- [Exercise]:
Where does the string "benchmarks" occur in the records? Copy each line that holds it.

- [Provided data]:
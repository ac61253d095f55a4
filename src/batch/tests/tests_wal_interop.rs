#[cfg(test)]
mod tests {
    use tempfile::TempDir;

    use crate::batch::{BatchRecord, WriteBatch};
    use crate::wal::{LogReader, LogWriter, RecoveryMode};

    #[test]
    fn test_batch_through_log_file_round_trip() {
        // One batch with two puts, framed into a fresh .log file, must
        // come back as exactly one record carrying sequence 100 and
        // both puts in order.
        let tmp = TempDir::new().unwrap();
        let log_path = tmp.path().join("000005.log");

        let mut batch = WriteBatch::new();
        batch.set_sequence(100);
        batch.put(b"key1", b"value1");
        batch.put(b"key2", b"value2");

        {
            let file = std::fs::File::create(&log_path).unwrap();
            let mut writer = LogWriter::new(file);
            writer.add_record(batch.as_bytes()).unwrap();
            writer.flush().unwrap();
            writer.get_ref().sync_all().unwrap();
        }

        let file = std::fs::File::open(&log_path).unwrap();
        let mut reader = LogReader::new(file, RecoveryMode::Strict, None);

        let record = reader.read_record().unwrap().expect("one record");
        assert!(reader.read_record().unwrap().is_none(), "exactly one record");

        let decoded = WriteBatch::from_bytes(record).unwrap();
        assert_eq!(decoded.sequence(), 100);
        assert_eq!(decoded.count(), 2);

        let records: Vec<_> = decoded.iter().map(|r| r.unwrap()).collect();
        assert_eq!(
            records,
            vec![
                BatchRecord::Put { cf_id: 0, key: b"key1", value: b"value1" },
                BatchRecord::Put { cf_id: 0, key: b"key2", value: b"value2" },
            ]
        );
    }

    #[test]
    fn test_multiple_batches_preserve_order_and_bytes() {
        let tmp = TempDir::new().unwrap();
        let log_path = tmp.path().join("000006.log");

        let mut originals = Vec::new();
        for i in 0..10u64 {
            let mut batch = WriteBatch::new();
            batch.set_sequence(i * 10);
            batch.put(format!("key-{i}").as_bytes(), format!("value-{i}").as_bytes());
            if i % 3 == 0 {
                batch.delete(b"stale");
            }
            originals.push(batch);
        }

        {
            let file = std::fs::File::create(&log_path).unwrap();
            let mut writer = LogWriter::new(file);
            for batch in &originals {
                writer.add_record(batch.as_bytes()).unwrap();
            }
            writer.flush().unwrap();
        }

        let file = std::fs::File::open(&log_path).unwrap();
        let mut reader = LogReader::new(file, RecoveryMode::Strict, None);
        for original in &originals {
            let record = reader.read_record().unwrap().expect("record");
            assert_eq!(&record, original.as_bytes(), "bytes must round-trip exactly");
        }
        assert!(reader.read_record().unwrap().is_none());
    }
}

...

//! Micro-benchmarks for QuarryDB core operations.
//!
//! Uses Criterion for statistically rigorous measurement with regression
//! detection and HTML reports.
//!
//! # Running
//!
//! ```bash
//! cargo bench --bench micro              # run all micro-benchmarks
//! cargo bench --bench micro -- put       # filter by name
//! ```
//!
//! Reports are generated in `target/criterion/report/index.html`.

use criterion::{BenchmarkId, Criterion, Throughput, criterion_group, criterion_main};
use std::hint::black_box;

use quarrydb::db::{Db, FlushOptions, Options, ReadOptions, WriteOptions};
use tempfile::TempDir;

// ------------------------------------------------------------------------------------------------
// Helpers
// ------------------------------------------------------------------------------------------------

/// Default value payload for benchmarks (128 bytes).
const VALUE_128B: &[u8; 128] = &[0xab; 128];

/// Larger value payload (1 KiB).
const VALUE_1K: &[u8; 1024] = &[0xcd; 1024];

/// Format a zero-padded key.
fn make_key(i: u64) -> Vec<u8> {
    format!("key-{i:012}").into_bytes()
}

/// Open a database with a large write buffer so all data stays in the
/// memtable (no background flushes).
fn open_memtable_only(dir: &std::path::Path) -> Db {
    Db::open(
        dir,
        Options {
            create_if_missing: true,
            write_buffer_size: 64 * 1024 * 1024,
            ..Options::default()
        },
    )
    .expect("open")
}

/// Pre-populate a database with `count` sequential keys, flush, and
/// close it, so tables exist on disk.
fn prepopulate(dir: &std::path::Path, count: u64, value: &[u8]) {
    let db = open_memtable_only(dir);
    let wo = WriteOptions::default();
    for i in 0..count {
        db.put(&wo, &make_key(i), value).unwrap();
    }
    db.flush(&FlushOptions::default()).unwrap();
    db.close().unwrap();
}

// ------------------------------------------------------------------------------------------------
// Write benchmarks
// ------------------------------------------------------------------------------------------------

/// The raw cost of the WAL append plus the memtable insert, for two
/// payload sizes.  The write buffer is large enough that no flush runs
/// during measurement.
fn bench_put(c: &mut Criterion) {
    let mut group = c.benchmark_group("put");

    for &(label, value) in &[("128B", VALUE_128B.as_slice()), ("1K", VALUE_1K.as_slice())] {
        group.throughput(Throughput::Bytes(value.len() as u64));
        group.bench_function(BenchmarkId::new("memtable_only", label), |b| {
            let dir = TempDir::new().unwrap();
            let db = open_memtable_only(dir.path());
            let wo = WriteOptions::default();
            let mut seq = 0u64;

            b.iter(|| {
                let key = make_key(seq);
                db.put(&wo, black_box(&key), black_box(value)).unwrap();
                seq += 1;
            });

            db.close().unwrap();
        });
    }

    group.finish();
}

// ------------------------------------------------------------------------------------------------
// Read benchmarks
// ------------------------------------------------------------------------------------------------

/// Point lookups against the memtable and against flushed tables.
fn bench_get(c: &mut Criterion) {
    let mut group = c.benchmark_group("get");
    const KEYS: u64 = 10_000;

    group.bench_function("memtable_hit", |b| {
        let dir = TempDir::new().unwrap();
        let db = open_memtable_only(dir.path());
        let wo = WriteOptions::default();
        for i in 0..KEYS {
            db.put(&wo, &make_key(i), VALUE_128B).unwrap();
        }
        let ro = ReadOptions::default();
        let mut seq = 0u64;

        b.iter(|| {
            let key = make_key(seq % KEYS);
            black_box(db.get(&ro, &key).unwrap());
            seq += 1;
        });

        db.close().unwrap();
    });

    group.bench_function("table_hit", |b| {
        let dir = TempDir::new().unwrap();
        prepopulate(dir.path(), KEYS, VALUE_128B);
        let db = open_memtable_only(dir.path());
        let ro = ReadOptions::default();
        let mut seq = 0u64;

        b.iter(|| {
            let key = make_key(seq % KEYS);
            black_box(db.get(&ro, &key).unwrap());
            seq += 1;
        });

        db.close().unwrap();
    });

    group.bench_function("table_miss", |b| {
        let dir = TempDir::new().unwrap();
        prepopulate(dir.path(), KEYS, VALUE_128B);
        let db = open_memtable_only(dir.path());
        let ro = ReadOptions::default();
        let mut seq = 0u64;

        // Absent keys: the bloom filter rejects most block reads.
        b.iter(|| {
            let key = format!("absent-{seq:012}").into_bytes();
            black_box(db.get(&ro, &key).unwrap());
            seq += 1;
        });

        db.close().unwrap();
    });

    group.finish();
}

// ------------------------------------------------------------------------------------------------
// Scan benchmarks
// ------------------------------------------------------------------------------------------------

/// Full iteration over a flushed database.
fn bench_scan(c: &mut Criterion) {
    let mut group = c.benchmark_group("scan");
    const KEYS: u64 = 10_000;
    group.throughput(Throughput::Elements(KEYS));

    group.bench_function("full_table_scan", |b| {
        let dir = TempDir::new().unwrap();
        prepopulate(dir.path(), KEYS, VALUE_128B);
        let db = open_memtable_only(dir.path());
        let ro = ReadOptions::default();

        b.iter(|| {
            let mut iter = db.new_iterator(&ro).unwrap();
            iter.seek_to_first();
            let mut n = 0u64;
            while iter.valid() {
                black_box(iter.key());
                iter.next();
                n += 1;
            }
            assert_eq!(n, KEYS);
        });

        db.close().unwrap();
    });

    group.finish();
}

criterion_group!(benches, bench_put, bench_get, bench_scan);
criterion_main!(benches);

--

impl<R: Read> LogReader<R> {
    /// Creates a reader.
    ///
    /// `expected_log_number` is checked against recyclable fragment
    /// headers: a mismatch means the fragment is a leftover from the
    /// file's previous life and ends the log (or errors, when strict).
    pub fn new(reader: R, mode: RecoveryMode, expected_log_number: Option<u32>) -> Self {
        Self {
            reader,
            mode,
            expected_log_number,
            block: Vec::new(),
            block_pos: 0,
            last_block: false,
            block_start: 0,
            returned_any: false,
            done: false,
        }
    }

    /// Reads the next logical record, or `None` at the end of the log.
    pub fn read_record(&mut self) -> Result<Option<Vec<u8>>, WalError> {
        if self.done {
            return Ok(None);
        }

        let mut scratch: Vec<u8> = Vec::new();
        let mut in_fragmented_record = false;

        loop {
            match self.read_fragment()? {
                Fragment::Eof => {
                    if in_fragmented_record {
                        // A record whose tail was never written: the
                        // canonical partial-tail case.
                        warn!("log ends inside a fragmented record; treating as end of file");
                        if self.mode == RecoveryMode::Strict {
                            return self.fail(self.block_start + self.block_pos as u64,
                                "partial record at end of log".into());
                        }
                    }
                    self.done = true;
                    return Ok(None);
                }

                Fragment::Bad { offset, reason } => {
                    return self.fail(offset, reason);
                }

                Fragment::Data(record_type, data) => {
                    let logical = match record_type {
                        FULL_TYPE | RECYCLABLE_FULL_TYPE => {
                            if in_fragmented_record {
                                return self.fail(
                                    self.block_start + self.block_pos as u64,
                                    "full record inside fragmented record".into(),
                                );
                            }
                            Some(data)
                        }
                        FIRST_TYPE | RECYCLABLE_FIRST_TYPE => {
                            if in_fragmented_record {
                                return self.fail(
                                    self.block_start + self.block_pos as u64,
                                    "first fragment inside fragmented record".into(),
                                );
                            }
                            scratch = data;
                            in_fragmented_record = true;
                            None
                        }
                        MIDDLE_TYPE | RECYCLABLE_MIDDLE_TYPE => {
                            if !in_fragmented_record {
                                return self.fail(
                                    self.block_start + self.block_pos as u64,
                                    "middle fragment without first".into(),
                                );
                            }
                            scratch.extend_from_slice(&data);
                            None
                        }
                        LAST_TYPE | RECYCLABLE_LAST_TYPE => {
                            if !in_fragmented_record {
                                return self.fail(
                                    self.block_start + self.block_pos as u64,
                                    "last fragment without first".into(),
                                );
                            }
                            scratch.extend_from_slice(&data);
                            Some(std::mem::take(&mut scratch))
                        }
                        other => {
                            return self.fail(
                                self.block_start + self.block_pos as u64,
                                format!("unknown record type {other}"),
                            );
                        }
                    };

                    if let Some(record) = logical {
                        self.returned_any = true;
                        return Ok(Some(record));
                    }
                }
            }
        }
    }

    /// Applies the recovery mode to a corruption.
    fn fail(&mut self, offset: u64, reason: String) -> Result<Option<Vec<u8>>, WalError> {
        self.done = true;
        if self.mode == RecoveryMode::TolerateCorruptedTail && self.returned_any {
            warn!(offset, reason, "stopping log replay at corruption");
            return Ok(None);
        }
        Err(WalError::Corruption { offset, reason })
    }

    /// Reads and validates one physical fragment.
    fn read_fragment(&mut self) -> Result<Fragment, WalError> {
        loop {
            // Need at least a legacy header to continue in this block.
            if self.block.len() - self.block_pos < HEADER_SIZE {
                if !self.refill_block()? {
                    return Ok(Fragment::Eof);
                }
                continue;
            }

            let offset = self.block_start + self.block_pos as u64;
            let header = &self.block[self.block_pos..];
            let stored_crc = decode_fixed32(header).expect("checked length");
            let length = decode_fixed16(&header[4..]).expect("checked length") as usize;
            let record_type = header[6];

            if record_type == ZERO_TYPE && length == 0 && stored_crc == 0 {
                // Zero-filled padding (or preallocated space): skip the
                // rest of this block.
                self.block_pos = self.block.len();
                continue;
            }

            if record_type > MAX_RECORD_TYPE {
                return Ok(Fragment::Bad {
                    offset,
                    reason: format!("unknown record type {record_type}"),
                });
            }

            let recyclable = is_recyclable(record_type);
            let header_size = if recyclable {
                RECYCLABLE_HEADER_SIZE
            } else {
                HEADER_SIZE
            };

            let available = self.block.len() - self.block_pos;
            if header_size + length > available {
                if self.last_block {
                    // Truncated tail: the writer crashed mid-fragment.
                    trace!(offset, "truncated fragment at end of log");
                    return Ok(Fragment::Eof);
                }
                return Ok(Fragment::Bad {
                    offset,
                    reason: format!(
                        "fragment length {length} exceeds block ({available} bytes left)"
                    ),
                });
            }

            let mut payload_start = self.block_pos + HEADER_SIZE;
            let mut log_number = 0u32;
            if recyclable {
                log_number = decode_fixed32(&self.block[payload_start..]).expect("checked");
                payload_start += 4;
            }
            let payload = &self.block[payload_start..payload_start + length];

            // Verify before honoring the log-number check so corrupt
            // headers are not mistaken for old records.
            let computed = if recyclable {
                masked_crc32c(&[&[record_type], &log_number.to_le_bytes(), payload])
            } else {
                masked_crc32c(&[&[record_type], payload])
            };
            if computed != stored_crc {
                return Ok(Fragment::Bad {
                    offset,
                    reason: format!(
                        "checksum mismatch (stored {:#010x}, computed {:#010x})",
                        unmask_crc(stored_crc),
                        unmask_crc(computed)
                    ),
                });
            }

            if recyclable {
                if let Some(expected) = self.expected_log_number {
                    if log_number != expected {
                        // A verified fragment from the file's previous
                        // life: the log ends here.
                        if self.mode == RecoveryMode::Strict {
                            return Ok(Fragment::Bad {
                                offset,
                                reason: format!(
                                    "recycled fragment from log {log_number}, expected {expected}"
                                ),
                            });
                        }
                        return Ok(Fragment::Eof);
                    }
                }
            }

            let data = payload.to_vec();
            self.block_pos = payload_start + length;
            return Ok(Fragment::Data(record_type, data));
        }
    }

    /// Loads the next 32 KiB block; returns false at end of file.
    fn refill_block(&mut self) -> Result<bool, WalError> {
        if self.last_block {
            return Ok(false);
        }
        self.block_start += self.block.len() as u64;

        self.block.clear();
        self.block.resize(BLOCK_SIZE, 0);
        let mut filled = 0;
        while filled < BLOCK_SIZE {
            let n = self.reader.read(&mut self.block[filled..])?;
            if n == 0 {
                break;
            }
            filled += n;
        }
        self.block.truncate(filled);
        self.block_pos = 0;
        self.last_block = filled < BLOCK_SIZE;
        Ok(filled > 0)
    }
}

- [Answer to this task]:
//! Micro-benchmarks for QuarryDB core operations.
//! cargo bench --bench micro              # run all micro-benchmarks
/// Default value payload for benchmarks (128 bytes).
// Write benchmarks
// Read benchmarks
// Scan benchmarks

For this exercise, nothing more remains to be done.